At least one analyst said the latest findings will kill the chances of Simdax -- the most important drug in Abbott's developmental pipeline -- being approved in the United States. Simdax is already approved in many other countries.

"This product likely won't make it to market," said JP Morgan analyst Michael Weinstein, who cited the lack of a survival benefit and continued heart rhythm irregularities. Weinstein said U.S. regulators will likely require more trial data on the drug's safety and effectiveness, particularly in view of recent questions about the safety of Johnson and Johnson's ( JNJ ) Natrecor medicine for heart failure.

"While the ambitious end-point for the trial was not met, important survival trends attributed to levosimendan (Simdax) were seen early in the trial," Dr. Alexandre Mebazaa, the study's lead investigator, said at the heart meeting. Mebazaa said the slight "trend" toward survival soon after treatment and the symptom relief seen in the earlier trial, were signs the drug is working.

Heart failure is a hard-to-treat condition in which the weakened heart is unable to adequately pump blood, causing shortness of breath and extreme weakness that cause millions of hospitalizations each year in the United States. Dobutamine, which helps the heart contract, for years has been the standard of care for the sickest heart failure patients, but has limited benefits and has not been widely studied despite its wide usage.

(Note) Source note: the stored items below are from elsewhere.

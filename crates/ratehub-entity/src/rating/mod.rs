//! Rating entity and derived read models.

pub mod model;

pub use model::{CreateRating, Rating, RatingWithUser};
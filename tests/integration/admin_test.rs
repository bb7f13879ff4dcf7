//! Integration tests for the admin endpoints.

mod helpers;

use axum::http::StatusCode;

#[tokio::test]
async fn test_admin_routes_reject_non_admins() {
    let app = helpers::TestApp::new().await;
    let user_token = app
        .signup("Alexandra Winchester Smith", "user@example.com", "user")
        .await;

    for path in ["/api/admin/stats", "/api/admin/users", "/api/admin/stores"] {
        let response = app.request("GET", path, None, Some(&user_token)).await;
        assert_eq!(response.status, StatusCode::FORBIDDEN, "{path}");
    }
}

#[tokio::test]
async fn test_admin_stats() {
    let app = helpers::TestApp::new().await;
    let admin_token = app.create_admin("admin@example.com").await;

    app.signup(
        "Orville Pennington Whitfield",
        "owner@example.com",
        "store_owner",
    )
    .await;
    app.signup("Alexandra Winchester Smith", "alice@example.com", "user")
        .await;

    let response = app
        .request("GET", "/api/admin/stats", None, Some(&admin_token))
        .await;

    assert_eq!(response.status, StatusCode::OK);
    // Admin + owner + user.
    assert_eq!(response.body["data"]["total_users"].as_i64().unwrap(), 3);
    assert_eq!(response.body["data"]["total_stores"].as_i64().unwrap(), 1);
    assert_eq!(response.body["data"]["total_ratings"].as_i64().unwrap(), 0);
}

#[tokio::test]
async fn test_admin_user_listing_with_filters() {
    let app = helpers::TestApp::new().await;
    let admin_token = app.create_admin("admin@example.com").await;

    app.signup(
        "Orville Pennington Whitfield",
        "owner@example.com",
        "store_owner",
    )
    .await;
    app.signup("Alexandra Winchester Smith", "alice@example.com", "user")
        .await;

    let response = app
        .request("GET", "/api/admin/users", None, Some(&admin_token))
        .await;
    assert_eq!(response.body["data"].as_array().unwrap().len(), 3);

    // Role filter.
    let response = app
        .request(
            "GET",
            "/api/admin/users?role=store_owner",
            None,
            Some(&admin_token),
        )
        .await;
    let users = response.body["data"].as_array().unwrap();
    assert_eq!(users.len(), 1);
    assert!(users[0]["owned_store"].is_object());

    // Search filter matches name/email/address substrings.
    let response = app
        .request(
            "GET",
            "/api/admin/users?search=alice",
            None,
            Some(&admin_token),
        )
        .await;
    assert_eq!(response.body["data"].as_array().unwrap().len(), 1);
}

#[tokio::test]
async fn test_admin_create_store_rules() {
    let app = helpers::TestApp::new().await;
    let admin_token = app.create_admin("admin@example.com").await;

    app.signup(
        "Orville Pennington Whitfield",
        "owner@example.com",
        "store_owner",
    )
    .await;
    app.signup("Alexandra Winchester Smith", "alice@example.com", "user")
        .await;

    let users = app
        .request("GET", "/api/admin/users", None, Some(&admin_token))
        .await;
    let find_id = |email: &str| {
        users.body["data"]
            .as_array()
            .unwrap()
            .iter()
            .find(|u| u["email"] == email)
            .unwrap()["id"]
            .as_str()
            .unwrap()
            .to_string()
    };
    let owner_id = find_id("owner@example.com");
    let alice_id = find_id("alice@example.com");

    // The owner already has a companion store from signup.
    let response = app
        .request(
            "POST",
            "/api/admin/stores",
            Some(serde_json::json!({
                "name": "A Perfectly Valid Store Name",
                "address": "5 Market Square",
                "owner_id": owner_id,
            })),
            Some(&admin_token),
        )
        .await;
    assert_eq!(response.status, StatusCode::CONFLICT);

    // A regular user cannot own a store.
    let response = app
        .request(
            "POST",
            "/api/admin/stores",
            Some(serde_json::json!({
                "name": "A Perfectly Valid Store Name",
                "address": "5 Market Square",
                "owner_id": alice_id,
            })),
            Some(&admin_token),
        )
        .await;
    assert_eq!(response.status, StatusCode::BAD_REQUEST);
}

#[tokio::test]
async fn test_admin_create_user_with_admin_role() {
    let app = helpers::TestApp::new().await;
    let admin_token = app.create_admin("admin@example.com").await;

    let response = app
        .request(
            "POST",
            "/api/admin/users",
            Some(serde_json::json!({
                "name": "Second Administrator Account",
                "email": "admin2@example.com",
                "password": "Secret#123",
                "address": "2 Admin Plaza",
                "role": "admin",
            })),
            Some(&admin_token),
        )
        .await;

    assert_eq!(response.status, StatusCode::CREATED);
    assert_eq!(response.body["data"]["role"].as_str().unwrap(), "admin");

    app.login("admin2@example.com", "Secret#123").await;
}

#[tokio::test]
async fn test_delete_user_cascades() {
    let app = helpers::TestApp::new().await;
    let admin_token = app.create_admin("admin@example.com").await;

    let owner_token = app
        .signup(
            "Orville Pennington Whitfield",
            "owner@example.com",
            "store_owner",
        )
        .await;
    let alice = app
        .signup("Alexandra Winchester Smith", "alice@example.com", "user")
        .await;

    let response = app
        .request("GET", "/api/stores/my-store", None, Some(&owner_token))
        .await;
    let store_id = response.body["data"]["id"].as_str().unwrap().to_string();

    app.request(
        "POST",
        "/api/ratings",
        Some(serde_json::json!({ "store_id": store_id, "rating_value": 5 })),
        Some(&alice),
    )
    .await;

    // Find and delete the owner; store and rating must cascade away.
    let users = app
        .request("GET", "/api/admin/users", None, Some(&admin_token))
        .await;
    let owner_id = users.body["data"]
        .as_array()
        .unwrap()
        .iter()
        .find(|u| u["email"] == "owner@example.com")
        .unwrap()["id"]
        .as_str()
        .unwrap()
        .to_string();

    let response = app
        .request(
            "DELETE",
            &format!("/api/admin/users/{owner_id}"),
            None,
            Some(&admin_token),
        )
        .await;
    assert_eq!(response.status, StatusCode::OK);

    let response = app
        .request("GET", "/api/admin/stats", None, Some(&admin_token))
        .await;
    assert_eq!(response.body["data"]["total_stores"].as_i64().unwrap(), 0);
    assert_eq!(response.body["data"]["total_ratings"].as_i64().unwrap(), 0);
}

#[tokio::test]
async fn test_admin_cannot_delete_self() {
    let app = helpers::TestApp::new().await;
    let admin_token = app.create_admin("admin@example.com").await;

    let users = app
        .request("GET", "/api/admin/users", None, Some(&admin_token))
        .await;
    let admin_id = users.body["data"].as_array().unwrap()[0]["id"]
        .as_str()
        .unwrap()
        .to_string();

    let response = app
        .request(
            "DELETE",
            &format!("/api/admin/users/{admin_id}"),
            None,
            Some(&admin_token),
        )
        .await;

    assert_eq!(response.status, StatusCode::FORBIDDEN);
}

In the separate trial described on Monday, patients with worsening heart failure taking Simdax and a standard treatment were found to have a greater likelihood of clinical improvement and lower risk of deterioration than those who received a range of standard treatments.

The medicine is sold in some European markets by Finnish drugmaker Orion, which licensed the U.S. rights to Abbott. Orion shares fell 9.7 percent in Helsinki.

Since mid-July, Abbott's shares have fallen nearly 20 percent, compared with the American Stock Exchange Pharmaceutical Index , which is down nearly 5 percent for the period.